“Other than you?” I snapped. “She put her father in one of the most brutal asylums in the world. How long do you think Egor stays there? She killed one of the most ruthless businessmen in Russia. She made enemies—and then aligned herself withLos Infideles. Mateo and the others may be dead, but they weren’t the last of that organization.”
It might not be true.
But I didn’t need truth. I needed to win.
“No,” Artem said. “She’s a threat. If she joins us willingly, fine. I’m sure the women will welcome her.”
“Maybe give Alina some time,” Pavel mumbled.
Artem glared and continued.
“But if she’s forced into this family, we’re inviting a viper into our home. I won’t have someone I can’t trust near our children.”
“He has a point,” Gregor said, still smug.
Fuck.
How was I going to convince her, after everything, to marry me?
“That, and I’ve been informed that it’s the twenty-first century. Dragging women to the altar is,” Artem lifted his fingers in air quotes, “no longer ‘okay.’ A little too caveman.”
“He has a point,” Mikhail added.
No one paid him much attention.
“That’s the deal, cousin,” Gregor said. Still grinning like he’d won.
“She says yes willingly—or she’s gone.”
CHAPTER 25
ZOYA
Iknew this moment would come eventually.
It honestly surprised me it took this long.
The first few days after being locked in this room, chained to this bed, I slept. Consciousness faded in and out. When I did sleep, it was deep, cold, and dreamless.
But when I was awake, all I could do was think about him.
Roman.
Where was he?
Why wasn’t he here?
The only people who came were the girls who helped me get cleaned up or brought food. The doctor stopped by every few hours in the beginning, but less and less after that.
As far as I could tell, I’d been in this room for a little over a week.

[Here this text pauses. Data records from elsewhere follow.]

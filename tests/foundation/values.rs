//! Integration tests for Value
//!
//! Tests absence, truthiness, display, equality, and conversions.

use gander_foundation::{Type, Value};

// =============================================================================
// Absence and Truthiness
// =============================================================================

#[test]
fn nil_and_nan_are_absent() {
    assert!(Value::Nil.is_absent());
    assert!(Value::Float(f64::NAN).is_absent());
    assert!(!Value::Float(0.0).is_absent());
    assert!(!Value::from("").is_absent());
}

#[test]
fn truthiness() {
    for falsy in [
        Value::Nil,
        Value::Bool(false),
        Value::Int(0),
        Value::Float(0.0),
        Value::from(""),
        Value::from(Vec::<i64>::new()),
    ] {
        assert!(!falsy.is_truthy(), "{falsy:?} should be falsy");
    }
    assert!(Value::from("0").is_truthy());
    assert!(Value::Int(-1).is_truthy());
}

// =============================================================================
// Display
// =============================================================================

#[test]
fn display_forms() {
    assert_eq!(Value::Int(3).to_string(), "3");
    assert_eq!(Value::Float(3.0).to_string(), "3.0");
    assert_eq!(Value::Float(2.5).to_string(), "2.5");
    assert_eq!(Value::from("hi").to_string(), "hi");
    assert_eq!(Value::Bool(true).to_string(), "true");
}

// =============================================================================
// Conversions
// =============================================================================

#[test]
fn from_impls() {
    assert_eq!(Value::from(7i32), Value::Int(7));
    assert_eq!(Value::from(None::<i64>), Value::Nil);
    assert_eq!(Value::from(Some("x")), Value::from("x"));
    assert_eq!(Value::from(vec![1i64, 2]).value_type(), Type::List);
}

#[test]
fn cross_type_numeric_ordering() {
    assert!(Value::Int(1) < Value::Float(1.5));
    assert!(Value::Float(2.5) > Value::Int(2));
}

No one answered my questions or said anything useful, anything that might give me a sense of how much time had passed or what Roman’s plans were.
No one except the man who stood at the edge of my bed and glared at me.
Gregor fucking Ivanov.
When heavy footsteps echoed down the hall—too loud to be a woman’s, too firm to be the doctor’s—I hoped it was Roman.
I had been waiting for him. Waiting to see what would happen. Waiting for an answer to why he saved me.